Wenige Tage nach Schmidts Entlassung wurde Eigenwillig mit der Bauleitung betraut und ihm der bisherige Polier Schmidts, Georg Gottlob Tränkner, der von Anfang an am Kreuzkirchenbau tätig war, als Zimmermeister beigegeben. Als sich später wieder künstlerische Entwurfsarbeit nötig machte, wurde von der Oberbaukommission ein neuberufenes Mitglied, Hölzer, damit beauftragt.

Christian Heinrich Eigenwillig wurde 1732 in Dresden geboren, erhielt Privatunterricht in Mathematik und Freihandzeichnen, ging bei der Maurerinnung in die Lehre und studierte, nachdem er die Lehrzeit „ausgestanden“ hatte, die Baukunst unter dem damaligen Hofkondukteur Krubsacius in einem cursus architectonicus. Dann war er in Hannover und Braunschweig bei verschiedenen großen Bauten tätig. Zu Anfang des siebenjährigen Krieges reiste er mit Krubsacius nach Niedersachsen, hielt sich in Mecklenburg auf, in Güstrow und Malchin, erwarb dort das Maurermeisterrecht, wurde gräflich plessischer Baumeister in Ivenack und besorgte in den schwerinischen wie strelitzschen Ländern einige Gebäude und Gartenanlagen. Näheres über diese Tätigkeit ist nicht bekannt. Ende des Krieges wurde er vom Dresdner Rat dorther verschrieben und unter Schmidt als Ratskondukteur verwendet. 1767, als Exner die Direktion des Kirchenbaues übernahm, wurde er Meister der Maurer­innung. Als solcher war er seit April 1768 mit am Aufmauern der Exnerschen Turmfundamente und am Abbrechen Schmidtschen Mauerwerks beschäftigt. Die Bauleitung erhielt er 1769. Daneben war er als Baugewerke beim Aufmauern der Kirche tätig. Von besonderen Honorarforderungen hielt ihn die Hoffnung auf die Ratsmaurermeisterstelle ab, auf die ihm die Expektanz cum iure succedenti zuerkannt wurde. 1777 finden wir ihn als Ratsbau- und Maurermeister. Nach Schmidts Tod (1774) wird ihm diese Stelle übertragen worden sein. Er hat verschiedene städtische und private Bauten aufgeführt[1] und starb 1803 als Ältester der Maurerinnung.
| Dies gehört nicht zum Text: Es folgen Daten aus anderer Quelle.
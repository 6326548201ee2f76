use eframe::egui::{self, RichText};

use super::PromptLibraryApp;
use crate::localization::{translate, translate_count};
use crate::ui_constants::spacing;
use crate::views::tag_panel::{draw_tag_node, NodeAction};

pub(super) fn update_nodes(app: &mut PromptLibraryApp, ctx: &egui::Context) {
    let sensitivity = app.wheel_sensitivity();
    let trigger_tx = app.nodes.sender();
    let mut actions: Vec<NodeAction> = Vec::new();
    let mut add_clicked = false;

    egui::CentralPanel::default().show(ctx, |ui| {
        ui.horizontal(|ui| {
            ui.heading(translate("nodes-title"));
            ui.label(
                RichText::new(translate_count("nodes-count", app.nodes.nodes().len() as u64))
                    .weak(),
            );
            add_clicked = ui.button(translate("node-add")).clicked();
        });
        ui.separator();

        egui::ScrollArea::vertical()
            .auto_shrink([false, false])
            .show(ui, |ui| {
                for node in app.nodes.nodes_mut() {
                    if let Some(action) = draw_tag_node(ui, node, sensitivity, &trigger_tx) {
                        actions.push(action);
                    }
                    ui.add_space(spacing::MEDIUM);
                }
            });
    });

    for action in actions {
        match action {
            NodeAction::Changed => app.nodes.mark_dirty(),
            NodeAction::Remove(id) => {
                if app.nodes.remove_node(id) {
                    log::info!("Removed tag node {id}");
                }
            }
        }
    }
    if add_clicked {
        let id = app.add_tag_node();
        log::info!("Added tag node {id}");
    }
}
// Delete confirmation: the only place a DeleteConfirmation is created.

use eframe::egui;

use crate::localization::{translate, translate_with};

/// Proof that the user confirmed deleting one record.
#[derive(Debug, PartialEq, Eq)]
pub struct DeleteConfirmation {
    id: i64,
}

impl DeleteConfirmation {
    pub(in crate::app) fn confirmed(id: i64) -> Self {
        Self { id }
    }

    pub fn id(&self) -> i64 {
        self.id
    }
}

/// Pending "delete this prompt?" question.
#[derive(Debug, Default)]
pub struct DeletePrompt {
    pending: Option<(i64, String)>,
}

impl DeletePrompt {
    pub fn ask(&mut self, id: i64, preview: String) {
        self.pending = Some((id, preview));
    }

    /// Draws the modal window; returns a confirmation once the user agreed.
    pub fn show(&mut self, ctx: &egui::Context) -> Option<DeleteConfirmation> {
        let (id, preview) = self.pending.as_ref()?;
        let id = *id;
        let mut answer: Option<bool> = None;

        egui::Window::new(translate("delete-title"))
            .collapsible(false)
            .resizable(false)
            .anchor(egui::Align2::CENTER_CENTER, egui::vec2(0.0, 0.0))
            .show(ctx, |ui| {
                ui.label(translate("delete-question"));
                ui.add_space(4.0);
                ui.label(egui::RichText::new(preview).italics().weak());
                ui.add_space(8.0);
                ui.horizontal(|ui| {
                    if ui.button(translate_with("delete-confirm", &[("id", id.to_string())])).clicked() {
                        answer = Some(true);
                    }
                    if ui.button(translate("cancel")).clicked() {
                        answer = Some(false);
                    }
                });
            });

        match answer {
            Some(true) => {
                self.pending = None;
                log::info!("Delete confirmed for prompt {id}");
                Some(DeleteConfirmation::confirmed(id))
            }
            Some(false) => {
                self.pending = None;
                None
            }
            None => None,
        }
    }
}
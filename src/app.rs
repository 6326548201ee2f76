// Application state and the per-frame update. Screens are drawn by main_screen / nodes_screen;
// the runtime, settings, list controller and tag nodes live in submodules.

use eframe::{egui, App};
use std::sync::Arc;
use std::time::Instant;
use strum::IntoEnumIterator;

use crate::api::{HttpPromptSource, PromptSource};
use crate::host::{RedrawSignal, SystemBrowser};
use crate::tags::WidgetOptions;
use crate::types::LocalizableName;

mod confirm;
pub mod document;
pub mod list;
mod logs_ui;
mod main_screen;
pub mod nodes;
mod nodes_screen;
mod runtime;
pub mod settings;
pub mod thumbnails;

pub use runtime::rt;

use confirm::DeletePrompt;
use document::NodeDocument;
use list::{CardListController, ListDeps, ListQuery};
use nodes::NodeHost;
use settings::{AppSettings, SettingsStore};
use thumbnails::ThumbnailCache;

#[derive(Debug, Clone, Copy, PartialEq, Eq, strum::EnumIter)]
enum Screen {
    Library,
    TriggerWords,
}

impl LocalizableName for Screen {
    fn localization_key(&self) -> &'static str {
        match self {
            Screen::Library => "screen-library",
            Screen::TriggerWords => "screen-trigger-words",
        }
    }
}

pub struct PromptLibraryApp {
    screen: Screen,
    store: SettingsStore,
    settings: AppSettings,
    list: CardListController,
    thumbnails: ThumbnailCache,
    nodes: NodeHost,
    delete_prompt: DeletePrompt,
    // Uncommitted text of the search field
    search_input: String,
    redraw: Arc<dyn RedrawSignal>,
}

fn widget_options(settings: &AppSettings) -> WidgetOptions {
    WidgetOptions {
        allow_strength_adjustment: settings.allow_strength_adjustment,
        allow_editing: settings.allow_editing,
        empty_text: crate::localization::translate("tags-empty"),
        error_text: crate::localization::translate("tags-error"),
    }
}

fn build_list(settings: &AppSettings, redraw: Arc<dyn RedrawSignal>) -> CardListController {
    let http = HttpPromptSource::or_default(&settings.api_base_url);
    log::info!("Prompt library backend: {}", http.base_url());
    let source: Arc<dyn PromptSource> = Arc::new(http);
    let deps = ListDeps {
        source,
        links: Arc::new(SystemBrowser),
        redraw,
        runtime: rt().handle().clone(),
    };
    CardListController::new(
        ListQuery::new(settings.page_size, settings.default_sort),
        settings.response_ordering,
        deps,
    )
    .with_auto_refresh(settings.auto_refresh())
}

impl PromptLibraryApp {
    pub fn new(ctx: &egui::Context, store: SettingsStore) -> Self {
        let settings = store.current_or_default();
        let redraw: Arc<dyn RedrawSignal> = Arc::new(ctx.clone());

        let mut list = build_list(&settings, redraw.clone());
        list.refresh();
        let thumbnails = ThumbnailCache::new(list.source(), rt().handle().clone());

        let document = NodeDocument::load(&settings.document_path).unwrap_or_else(|e| {
            log::error!("Failed to load tag nodes: {e}");
            NodeDocument::default()
        });
        let nodes = NodeHost::from_document(document, widget_options(&settings), redraw.clone());
        let empty = nodes.nodes().is_empty();

        let mut app = Self {
            screen: Screen::Library,
            store,
            settings,
            list,
            thumbnails,
            nodes,
            delete_prompt: DeletePrompt::default(),
            search_input: String::new(),
            redraw,
        };
        if empty {
            app.add_tag_node();
        }
        app
    }

    /// New node with the capability defaults from the settings.
    fn add_tag_node(&mut self) -> u64 {
        let id = self.nodes.add_node(
            crate::localization::translate("node-default-title"),
            self.settings.allow_strength_adjustment,
        );
        if let Some(node) = self.nodes.node_mut(id) {
            node.default_active = self.settings.default_active;
        }
        id
    }

    /// Wheel sensitivity through the cached settings accessor, so edits to the file apply.
    fn wheel_sensitivity(&self) -> f32 {
        match self.store.current() {
            Ok(s) => s.wheel_sensitivity,
            Err(e) => {
                log::debug!("Settings unavailable, keeping wheel sensitivity: {e}");
                self.settings.wheel_sensitivity
            }
        }
    }

    fn apply_settings(&mut self, new: AppSettings) {
        let old = std::mem::replace(&mut self.settings, new);
        let s = &self.settings;

        if s.language != old.language {
            if let Err(e) = crate::localization::initialize_localization(s.language.as_deref()) {
                log::warn!("Language not applied: {e}");
            }
            log::info!("UI language: {}", crate::localization::current_language());
        }

        if s.api_base_url != old.api_base_url || s.page_size != old.page_size {
            log::info!("Backend settings changed, rebuilding the prompt list");
            let mut list = build_list(s, self.redraw.clone());
            list.refresh();
            self.thumbnails = ThumbnailCache::new(list.source(), rt().handle().clone());
            self.list = list;
        } else {
            self.list.set_ordering(s.response_ordering);
            self.list.set_auto_refresh(s.auto_refresh());
        }

        self.nodes.apply_options(widget_options(s));
        if s.document_path != old.document_path {
            self.save_nodes();
        }
    }

    fn save_nodes(&self) {
        let path = &self.settings.document_path;
        match self.nodes.to_document().save(path) {
            Ok(()) => log::debug!("Saved {} tags to {}", self.nodes.tag_count(), path.display()),
            Err(e) => log::error!("Failed to save tag nodes: {e}"),
        }
    }

    fn draw_top_bar(&mut self, ctx: &egui::Context) {
        egui::TopBottomPanel::top("screen_tabs").show(ctx, |ui| {
            ui.horizontal(|ui| {
                for screen in Screen::iter() {
                    let name = screen.localized_name();
                    ui.selectable_value(&mut self.screen, screen, name);
                }
            });
        });
    }
}

impl App for PromptLibraryApp {
    fn update(&mut self, ctx: &egui::Context, _frame: &mut eframe::Frame) {
        let now = Instant::now();
        if self.list.poll_incoming() {
            self.thumbnails.retry_failed();
        }
        self.thumbnails.poll_incoming(ctx);
        self.list.tick(now);
        if let Some(wait) = self.list.next_refresh_in(now) {
            ctx.request_repaint_after(wait);
        }

        self.nodes.poll_updates();
        if self.nodes.take_dirty() {
            self.save_nodes();
        }

        if let Some(saved) = settings::draw_settings_viewport(ctx, &self.store) {
            self.apply_settings(saved);
        }
        logs_ui::draw_logs_viewport(ctx);
        if logs_ui::is_open() && crate::logger::take_new_flag() {
            ctx.request_repaint();
        }

        self.draw_top_bar(ctx);
        match self.screen {
            Screen::Library => main_screen::update_library(self, ctx),
            Screen::TriggerWords => nodes_screen::update_nodes(self, ctx),
        }
    }

    fn on_exit(&mut self, _gl: Option<&eframe::glow::Context>) {
        self.save_nodes();
    }
}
Eigenwilligs Bedeutung erschöpfte sich fast ganz in seiner Tätigkeit als Bauführer und als Baugewerke. In künstlerischer Hinsicht ist er kaum der Erwähnung wert und seines Vorgängers im Amt nicht würdig. Stilistisch gehörte er zur Akademie. Auf Schmuckformen verzichtete er vollständig. Seine Bauten gehören zu denen, die „den Stempel bloßer Notbauten tragen“ (Schumann). Selbst sein bestes Werk, Neumarkt 1, ist im Vergleich mit dem Schmidtschen, An der Frauenkirche 5, ein schematisches, dem künstlerisches Leben nicht innewohnt. Von Exner wurde er mehrfach vorm Rat gerühmt als ein brauchbarer Mann, „von dessen Geschicklichkeit er bereits Proben vor sich habe, der auch senatui in der Folgezeit ersprießliche Dienste bei aufzuführenden öffentlichen Gebäuden leisten dürfte“. An der Rißtätigkeit für die Kirche hat Eigenwillig keinen Anteil gehabt. Nur von zwei Vorschlägen hören wir weiterhin, die ihn als einen aller künstlerischen Empfindung baren, im Hand­werklichen aufgehenden Maurermeister charakterisieren.

Gottlieb August Hölzer wurde 1744 in Dresden als Sohn eines königlichen Wagenmeisters geboren. Seine Ausbildung fand er zunächst auf der Kreuzschule. Dann studierte er Mathematik und Algebra beim späteren Direktor der Ingenieurakademie und Mitglied der Oberbaukommission Oberst­leutnant

Forchheim, und nahm in der Zivilbaukunst Stunden bei Locke. Liebe und Eifer zum prak­tischen


  1. Vergl. Keller und Kläbe. Seine wichtigeren Bauten sind: Waisenhauskirche 1770–80. Plan im Ratsarchiv. – Johanniskirche 1788–95. Pläne nicht erhalten. Turm nicht ausgeführt. Vielleicht gehört hierzu der um 1795 entworfene Turm in der K. Bibl. Hist. Sax. G. Nr. 2090. – Diakonats- und Schulkollegenwohnungen der Kreuzkirche 1793. Anschläge und Risse wurden von der Baupolizei wesentlich geändert. Pläne im Ratsarchiv. Dem symmetrischen Hof zuliebe hat die Beleuchtung der Räume arg zu leiden. Die Gebäude sind noch in Benutzung. – Roter Hirsch (jetzt Musenhaus), nur eine innere Veränderung des Schmidtschen Baues. – Lindenbergischer Gasthof (jetzt Neumarkt, Hotel Stadt Berlin) für den Bürgermeister Bormann, der dann auch dort wohnte, wahrscheinlich kurz nach 1769. Gurlitt nennt den Bau (Kunstd. Dresd. S. 293) „einen schüchternen Ver­such, etwas mehr Leben in die stillstehende Bauweise zu bringen“. Unter gänzlichem Verzicht auf Ornamente wird durch den Wechsel von Vor- und Rücklagen, von rundbogigen und scheitrechten Fenstern, vor allem durch Verwendung von dekorativer Putzquaderung in den Rücklagen auch in den Obergeschossen eine bescheidene Wirkung erzielt. Die Schornsteine sind in der Firstlinie gesammelt und durch reiches Gitterwerk verbunden.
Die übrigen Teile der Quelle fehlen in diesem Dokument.